You can only vote for one, but because Washington voters do not register by party, that choice may come from either party. That is problematic for some voters, as they are required to mark one party or the other on their ballot envelopes. We hope that issue can be eliminated in the future, but for now it is encouraging to see Washington voters have a say in the presidential primary process.
Jeers: To Oregon’s governor. Kate Brown reportedly sent a letter to Washington Gov. Jay Inslee this week offering her state’s support in the removal of four hydroelectric dams on the Snake River in this state. Rep. Jaime Herrera Beutler, R-Battle Ground, and Washington’s two other Republicans in Congress responded with a statement of their own: “Gov. Brown’s position is not only misguided, it is shocking and extreme.”

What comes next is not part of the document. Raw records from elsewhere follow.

//! Streaming decoder (Bytes -> ResponseEvent)
//!
//! Framing is handled here; payload shapes are delegated to the provider driver,
//! which reduces every payload to [`Frame`]s.

use crate::drivers::ProviderDriver;
use crate::error::ErrorKind;
use crate::pipeline::framing::{payload_of, FragmentJoiner, Joined, LineBuffer};
use crate::pipeline::json_extract::extract_json_object;
use crate::pipeline::tool_calls::ToolCallAssembler;
use crate::pipeline::{Frame, Framing};
use crate::types::{ArgValue, EventStream, ResponseEvent, ResponseFormat, Usage};
use crate::BoxStream;
use bytes::Bytes;
use futures::{stream, StreamExt};
use serde_json::Value;
use std::collections::VecDeque;
use std::sync::Arc;
use tracing::{debug, warn};

pub const DEFAULT_MAX_JOINS: usize = 3;

/// Decodes one response body into the canonical event sequence.
///
/// Streaming bodies yield a `TextDelta` per fragment followed by one `TextChunk`
/// holding their concatenation. Document bodies yield only the `TextChunk`.
#[derive(Clone)]
pub struct StreamDecoder {
    driver: Arc<dyn ProviderDriver>,
    framing: Framing,
    format: ResponseFormat,
    max_joins: usize,
}

impl StreamDecoder {
    pub fn new(driver: Arc<dyn ProviderDriver>, framing: Framing) -> Self {
        Self {
            driver,
            framing,
            format: ResponseFormat::Text,
            max_joins: DEFAULT_MAX_JOINS,
        }
    }

    pub fn with_response_format(mut self, format: ResponseFormat) -> Self {
        self.format = format;
        self
    }

    pub fn with_max_joins(mut self, max_joins: usize) -> Self {
        self.max_joins = max_joins;
        self
    }

    pub fn decode(self, input: BoxStream<'static, Bytes>) -> EventStream {
        let state = DecodeState::new(self, input);
        Box::pin(stream::unfold(state, |mut st| async move {
            let event = st.next_event().await?;
            Some((event, st))
        }))
    }
}

struct DecodeState {
    cfg: StreamDecoder,
    input: Option<BoxStream<'static, Bytes>>,
    lines: LineBuffer,
    joiner: FragmentJoiner,
    document: Vec<u8>,
    text: String,
    tools: ToolCallAssembler,
    usage: Option<Usage>,
    finish_reason: Option<String>,
    queue: VecDeque<ResponseEvent>,
    finished: bool,
}

impl DecodeState {
    fn new(cfg: StreamDecoder, input: BoxStream<'static, Bytes>) -> Self {
        let joiner = FragmentJoiner::new(cfg.max_joins);
        Self {
            cfg,
            input: Some(input),
            lines: LineBuffer::new(),
            joiner,
            document: Vec::new(),
            text: String::new(),
            tools: ToolCallAssembler::new(),
            usage: None,
            finish_reason: None,
            queue: VecDeque::new(),
            finished: false,
        }
    }

    fn streaming(&self) -> bool {
        self.cfg.framing != Framing::Document
    }

    async fn next_event(&mut self) -> Option<ResponseEvent> {
        loop {
            if let Some(event) = self.queue.pop_front() {
                return Some(event);
            }
            if self.finished {
                // Release the body (and anything it holds) as soon as the terminal is out.
                self.input = None;
                return None;
            }
            if self.streaming() {
                if let Some(line) = self.lines.next_line() {
                    self.on_line(&line);
                    continue;
                }
            }
            let next = match self.input.as_mut() {
                Some(input) => input.next().await,
                None => None,
            };
            match next {
                Some(Ok(bytes)) => {
                    if self.streaming() {
                        self.lines.push(&bytes);
                    } else {
                        self.document.extend_from_slice(&bytes);
                    }
                }
                Some(Err(e)) => self.fail(e.kind(), e.to_string()),
                None => {
                    self.input = None;
                    self.on_eof();
                }
            }
        }
    }

    fn on_line(&mut self, line: &str) {
        if self.finished {
            return;
        }
        let Some(payload) = payload_of(self.cfg.framing, line) else {
            return;
        };
        if self.cfg.driver.is_stream_done(payload) {
            if self.joiner.is_pending() {
                let message = format!(
                    "stream finished inside a JSON fragment: {}",
                    self.joiner.pending_preview()
                );
                self.fail(ErrorKind::Malformed, message);
            } else {
                self.complete();
            }
            return;
        }
        match self.joiner.feed(payload) {
            Joined::Complete(value) => {
                let frames = self.cfg.driver.parse_stream_event(&value);
                self.apply_all(frames);
            }
            Joined::Pending => {
                debug!(provider = self.cfg.driver.provider_id(), "holding partial JSON fragment");
            }
            Joined::Malformed(message) => self.fail(ErrorKind::Malformed, message),
        }
    }

    fn on_eof(&mut self) {
        if self.finished {
            return;
        }
        if !self.streaming() {
            let body = std::mem::take(&mut self.document);
            match serde_json::from_slice::<Value>(&body) {
                Ok(value) => match self.cfg.driver.parse_response(&value) {
                    Ok(frames) => self.apply_all(frames),
                    Err(e) => self.fail(e.kind(), e.to_string()),
                },
                Err(e) => self.fail(
                    ErrorKind::Malformed,
                    format!("response body is not a JSON document: {}", e),
                ),
            }
            self.complete();
            return;
        }

        if let Some(rest) = self.lines.take_remainder() {
            self.on_line(&rest);
        }
        if self.finished {
            return;
        }
        if self.joiner.is_pending() {
            let message = format!(
                "stream ended inside a JSON fragment: {}",
                self.joiner.pending_preview()
            );
            self.fail(ErrorKind::Malformed, message);
        } else if self.finish_reason.is_some() {
            self.complete();
        } else {
            self.fail(
                ErrorKind::TransientNetwork,
                "stream closed before the provider signalled completion",
            );
        }
    }

    fn apply_all(&mut self, frames: Vec<Frame>) {
        for frame in frames {
            if self.finished {
                break;
            }
            self.apply(frame);
        }
    }

    fn apply(&mut self, frame: Frame) {
        match frame {
            Frame::TextDelta(delta) => {
                if delta.is_empty() {
                    return;
                }
                self.text.push_str(&delta);
                if self.streaming() {
                    self.queue.push_back(ResponseEvent::TextDelta { delta });
                }
            }
            Frame::ToolCallStart { index, id, name } => self.tools.on_started(index, id, name),
            Frame::ToolCallArgs { index, fragment } => self.tools.on_partial(index, &fragment),
            Frame::ToolCall {
                id,
                name,
                arguments,
            } => self.tools.on_complete(id, name, arguments),
            Frame::Usage(usage) => self.usage.get_or_insert_with(Usage::default).absorb(usage),
            Frame::Finish(reason) => self.finish_reason = Some(reason),
            Frame::Done => self.complete(),
            Frame::Failure { kind, message } => self.fail(kind, message),
        }
    }

    /// Emit the closing events and the `Done` terminal.
    fn complete(&mut self) {
        if self.finished {
            return;
        }
        if !self.text.is_empty() {
            self.queue.push_back(ResponseEvent::TextChunk {
                text: self.text.clone(),
            });
        }

        let tools = std::mem::take(&mut self.tools);
        let has_tools = !tools.is_empty();

        if self.cfg.format == ResponseFormat::Json && (!self.text.is_empty() || !has_tools) {
            let payload = extract_json_object(&self.text)
                .and_then(|obj| ArgValue::map_from_json(&Value::Object(obj)));
            match payload {
                Some(payload) => self
                    .queue
                    .push_back(ResponseEvent::StructuredPayload { payload }),
                None => {
                    self.fail(ErrorKind::Malformed, "reply did not contain a JSON object");
                    return;
                }
            }
        }

        match tools.finalize() {
            Ok(calls) => {
                for call in calls {
                    self.queue
                        .push_back(ResponseEvent::FunctionCallProposal { call });
                }
            }
            Err(message) => {
                self.fail(ErrorKind::Malformed, message);
                return;
            }
        }

        debug!(
            provider = self.cfg.driver.provider_id(),
            finish_reason = self.finish_reason.as_deref().unwrap_or("none"),
            chars = self.text.len(),
            "response decoded"
        );
        self.queue.push_back(ResponseEvent::Done { usage: self.usage });
        self.finished = true;
    }

    fn fail(&mut self, kind: ErrorKind, message: impl Into<String>) {
        if self.finished {
            return;
        }
        let message = message.into();
        warn!(provider = self.cfg.driver.provider_id(), %kind, %message, "decoder terminated with error");
        self.queue.push_back(ResponseEvent::Error { kind, message });
        self.finished = true;
    }
}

Hydroelectric dams provide electricity, irrigation and flood control — all of which add up to economic stability for much of Eastern Washington. Critics say removing the dams will help ensure salmon survival and advocate for breaching the dams. Elected officials should wait at least until the release of a federal environmental study in the coming weeks before drawing conclusions about the best course of action.
Cheers: To much-needed legislative action. Media reports in recent months have detailed shortcomings in the state’s hotline for reporting suspected child abuse. Those who work with children are required to report suspicions, but many of them have experienced difficulties in filing those reports.

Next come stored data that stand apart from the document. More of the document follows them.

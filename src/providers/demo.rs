use super::{canned_events, CallContext, Credentials, ProviderAdapter};
use crate::tokens::estimate_token_count;
use crate::types::{EventStream, Request, Usage};
use crate::Result;
use async_trait::async_trait;
use futures::stream;
use once_cell::sync::Lazy;
use regex::Regex;
use sha2::{Digest, Sha256};
use std::sync::Arc;
use tracing::debug;

static KEYWORD_REPLIES: Lazy<Vec<(Regex, &'static str)>> = Lazy::new(|| {
    [
        (
            r"(?i)\b(workout|exercise|training|lift|gym|run)",
            "Here's a balanced plan: warm up for 5 minutes, then do 3 rounds of 10 squats, \
             10 push-ups and a 30-second plank. Finish with 5 minutes of stretching. \
             Add one round each week as it gets easier.",
        ),
        (
            r"(?i)\b(meal|nutrition|food|protein|calorie|diet|eat)",
            "Aim for a palm-sized portion of protein, a fist of vegetables and a cupped \
             hand of whole grains at each meal. Keep snacks simple: fruit, yogurt or nuts.",
        ),
        (
            r"(?i)\b(sleep|recover|rest|tired|sore)",
            "Recovery is where progress happens. Target 7 to 9 hours of sleep, keep a \
             consistent bedtime, and take an easy day when soreness lingers.",
        ),
        (
            r"(?i)\b(water|hydrat|drink)",
            "Start the day with a glass of water and keep a bottle nearby. A good baseline \
             is about 30 ml per kilogram of body weight, more on training days.",
        ),
        (
            r"(?i)\b(motivat|goal|habit|consisten)",
            "Small wins compound. Pick one habit for this week, make it easy to start, \
             and track it every day. Consistency beats intensity.",
        ),
    ]
    .into_iter()
    .filter_map(|(pattern, reply)| Regex::new(pattern).ok().map(|re| (re, reply)))
    .collect()
});

const FALLBACK_REPLIES: &[&str] = &[
    "Thanks for checking in! Tell me about your training, meals or sleep and I'll help you plan.",
    "I'm your demo coach. Ask me about workouts, nutrition, hydration or recovery.",
    "Every healthy day starts with one good choice. What would you like to work on?",
    "Demo mode is active. Connect a provider for personalised coaching; until then, ask me about a workout plan.",
];

/// Works with zero configuration and no network. The reply is a pure function of
/// the last user message: a keyword match picks a canned coaching reply, otherwise
/// a content hash picks one of the fallback replies.
#[derive(Debug, Default)]
pub struct DemoAdapter;

impl DemoAdapter {
    pub fn new() -> Self {
        Self
    }

    pub fn reply_for(text: &str) -> &'static str {
        if let Some((_, reply)) = KEYWORD_REPLIES.iter().find(|(re, _)| re.is_match(text)) {
            return *reply;
        }
        let digest = Sha256::digest(text.trim().as_bytes());
        FALLBACK_REPLIES[digest[0] as usize % FALLBACK_REPLIES.len()]
    }
}

#[async_trait]
impl ProviderAdapter for DemoAdapter {
    fn name(&self) -> &str {
        "demo"
    }

    async fn configure(&self, _credentials: Option<&Credentials>) -> Result<()> {
        Ok(())
    }

    fn is_configured(&self) -> bool {
        true
    }

    fn send(self: Arc<Self>, request: Arc<Request>, ctx: CallContext) -> EventStream {
        let prompt = request.last_user_text().unwrap_or_default();
        let reply = Self::reply_for(prompt);
        debug!(request_id = ctx.request_id.as_str(), "demo reply selected");
        let usage = Usage::new(
            estimate_token_count(prompt) as u64,
            estimate_token_count(reply) as u64,
        );
        Box::pin(stream::iter(canned_events(
            reply,
            request.stream,
            request.response_format,
            Some(usage),
        )))
    }

    async fn probe(&self) -> Result<()> {
        Ok(())
    }

    async fn available_models(&self) -> Result<Vec<String>> {
        Ok(vec!["demo-coach".to_string()])
    }
}

#[cfg(test)]
mod tests {
    use super::*;
    use crate::types::Transcript;
    use std::time::Duration;

    #[test]
    fn keyword_replies() {
        assert!(DemoAdapter::reply_for("help me plan a workout").contains("plan"));
        assert!(DemoAdapter::reply_for("How much PROTEIN do I need?").contains("protein"));
        assert!(DemoAdapter::reply_for("my legs are sore").starts_with("Recovery"));
    }

    #[test]
    fn fallback_is_deterministic() {
        let a = DemoAdapter::reply_for("hello there");
        let b = DemoAdapter::reply_for("hello there");
        assert_eq!(a, b);
        assert!(FALLBACK_REPLIES.contains(&a));
    }

    #[tokio::test]
    async fn same_request_same_output() {
        let adapter = Arc::new(DemoAdapter::new());
        let request = Arc::new(Request::user("help me plan a workout"));
        let ctx = || CallContext::new("demo", Duration::from_secs(1));
        let first = Transcript::collect(adapter.clone().send(request.clone(), ctx())).await;
        let second = Transcript::collect(adapter.send(request, ctx())).await;
        assert!(!first.text().is_empty());
        assert_eq!(first, second);
        assert!(first.is_done());
    }
}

State Sen. Annette Cleveland, D-Vancouver, has taken the lead in fixing the problem with Senate Bill 6556, which would direct state officials to create a web-based reporting portal and a call-back mechanism. The bill passed the Senate by unanimous vote and now is being considered by the House. For the good of Washington children, it should be met with little opposition.
Jeers: To the “Hamburglar.” Barry Trennel Sanders of Portland has earned an ignominious nickname from police during a 20-year “career” as a shoplifter. Sanders admits to stealing merchandise from Portland stores on more than 1,000 occasions.

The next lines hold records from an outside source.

use crate::{Error, ErrorContext};
use serde::{Deserialize, Serialize};
use std::fmt;
use std::str::FromStr;

/// Operating mode; each mode maps to exactly one adapter.
#[derive(Debug, Clone, Copy, PartialEq, Eq, Hash, Default, Serialize, Deserialize)]
#[serde(rename_all = "lowercase")]
pub enum Mode {
    /// Canned, content-derived replies. Needs no credentials.
    #[default]
    Demo,
    /// Deterministic replay for tests.
    Scripted,
    /// Every request fails with `Unauthorized`.
    Offline,
    /// Real providers over HTTP.
    Live,
}

impl Mode {
    pub const ALL: [Mode; 4] = [Mode::Demo, Mode::Scripted, Mode::Offline, Mode::Live];

    pub fn as_str(self) -> &'static str {
        match self {
            Mode::Demo => "demo",
            Mode::Scripted => "scripted",
            Mode::Offline => "offline",
            Mode::Live => "live",
        }
    }
}

impl fmt::Display for Mode {
    fn fmt(&self, f: &mut fmt::Formatter<'_>) -> fmt::Result {
        f.write_str(self.as_str())
    }
}

impl FromStr for Mode {
    type Err = Error;

    fn from_str(s: &str) -> Result<Self, Self::Err> {
        match s.trim().to_ascii_lowercase().as_str() {
            "demo" => Ok(Mode::Demo),
            "scripted" | "test" => Ok(Mode::Scripted),
            "offline" => Ok(Mode::Offline),
            "live" | "production" => Ok(Mode::Live),
            other => Err(Error::configuration_with_context(
                "unknown mode",
                ErrorContext::new()
                    .with_field_path("mode")
                    .with_details(format!("{:?} (expected demo, scripted, offline or live)", other)),
            )),
        }
    }
}

#[cfg(test)]
mod tests {
    use super::*;

    #[test]
    fn parses_names_and_aliases() {
        assert_eq!("Live".parse::<Mode>().unwrap(), Mode::Live);
        assert_eq!(" test ".parse::<Mode>().unwrap(), Mode::Scripted);
        for mode in Mode::ALL {
            assert_eq!(mode.to_string().parse::<Mode>().unwrap(), mode);
        }
        assert!("turbo".parse::<Mode>().is_err());
    }
}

Now, he has been sentenced to less than two years in prison following the theft last year of $600 worth of shrimp — along with other items — during visits to WinCo stores. “I know the law. I know the rules. I know what I can and can’t do,” he told police in a 2016 interview. “Every time I get out of prison, I steal.” Perhaps a longer stay might make him rethink that philosophy.
Cheers: To healthier habits. Sales of sugar-sweetened beverages in Seattle stores dropped about 30 percent following the adoption of a city tax on such beverages. Researchers at the University of Illinois-Chicago found that sales in Portland, which does not have a tax, dropped about 10 percent over the same period.
“From a public health perspective, this is good,” said Jay Krieger, a University of Washington professor. “We know that sugary drinks are associated with heart disease, diabetes, high blood pressure and strokes.”